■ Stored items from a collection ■
--- --- ---
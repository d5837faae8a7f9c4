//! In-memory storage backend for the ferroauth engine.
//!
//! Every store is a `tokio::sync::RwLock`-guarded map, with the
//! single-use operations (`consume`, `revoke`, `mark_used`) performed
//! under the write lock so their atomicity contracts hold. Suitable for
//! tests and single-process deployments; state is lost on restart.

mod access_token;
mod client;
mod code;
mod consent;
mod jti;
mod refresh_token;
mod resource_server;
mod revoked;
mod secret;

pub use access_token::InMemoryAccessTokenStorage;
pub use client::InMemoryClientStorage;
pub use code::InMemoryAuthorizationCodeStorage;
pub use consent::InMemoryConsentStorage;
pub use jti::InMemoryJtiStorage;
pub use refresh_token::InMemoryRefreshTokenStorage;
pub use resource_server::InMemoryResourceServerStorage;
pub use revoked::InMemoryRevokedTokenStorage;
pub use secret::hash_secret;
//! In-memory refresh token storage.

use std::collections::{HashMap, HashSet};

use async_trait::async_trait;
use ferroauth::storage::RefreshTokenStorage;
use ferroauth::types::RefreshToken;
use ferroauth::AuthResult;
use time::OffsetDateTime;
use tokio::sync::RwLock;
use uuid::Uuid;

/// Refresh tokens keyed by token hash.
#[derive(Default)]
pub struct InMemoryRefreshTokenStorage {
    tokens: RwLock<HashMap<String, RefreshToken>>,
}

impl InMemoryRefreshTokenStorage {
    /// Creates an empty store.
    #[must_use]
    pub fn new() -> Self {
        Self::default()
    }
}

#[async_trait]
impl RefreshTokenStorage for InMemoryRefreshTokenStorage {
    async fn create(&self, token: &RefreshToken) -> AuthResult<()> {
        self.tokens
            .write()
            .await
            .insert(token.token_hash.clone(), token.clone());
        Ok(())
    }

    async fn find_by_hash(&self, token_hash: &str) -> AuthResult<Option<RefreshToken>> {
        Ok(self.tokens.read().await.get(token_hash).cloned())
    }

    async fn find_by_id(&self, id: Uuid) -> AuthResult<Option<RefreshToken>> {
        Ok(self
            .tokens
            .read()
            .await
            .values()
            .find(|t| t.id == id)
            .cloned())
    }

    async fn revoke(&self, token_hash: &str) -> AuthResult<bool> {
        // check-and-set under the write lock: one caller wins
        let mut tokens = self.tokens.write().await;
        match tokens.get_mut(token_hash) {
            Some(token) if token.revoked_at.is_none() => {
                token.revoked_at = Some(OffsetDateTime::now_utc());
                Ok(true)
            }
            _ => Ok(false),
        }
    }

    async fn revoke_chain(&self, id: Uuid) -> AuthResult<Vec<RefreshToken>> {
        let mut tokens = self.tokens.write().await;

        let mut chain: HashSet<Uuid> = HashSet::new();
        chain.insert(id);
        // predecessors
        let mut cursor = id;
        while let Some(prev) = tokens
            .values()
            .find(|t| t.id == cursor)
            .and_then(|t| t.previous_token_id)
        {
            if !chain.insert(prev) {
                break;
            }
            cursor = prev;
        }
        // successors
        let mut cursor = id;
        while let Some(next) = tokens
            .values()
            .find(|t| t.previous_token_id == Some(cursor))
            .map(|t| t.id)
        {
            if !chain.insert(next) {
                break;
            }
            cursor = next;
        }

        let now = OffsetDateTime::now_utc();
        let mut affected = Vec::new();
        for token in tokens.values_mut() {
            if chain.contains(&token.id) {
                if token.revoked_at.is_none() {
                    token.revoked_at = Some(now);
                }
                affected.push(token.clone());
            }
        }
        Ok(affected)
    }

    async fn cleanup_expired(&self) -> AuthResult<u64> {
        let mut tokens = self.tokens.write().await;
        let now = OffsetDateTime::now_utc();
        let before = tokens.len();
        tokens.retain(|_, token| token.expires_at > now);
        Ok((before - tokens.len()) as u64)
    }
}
--- --- ---
■ Task objective ■
The word "OffsetDateTime" appears in some lines of the data. Copy every one of those lines.

■ Reply ■
use time::OffsetDateTime;
                token.revoked_at = Some(OffsetDateTime::now_utc());
        let now = OffsetDateTime::now_utc();
        let now = OffsetDateTime::now_utc();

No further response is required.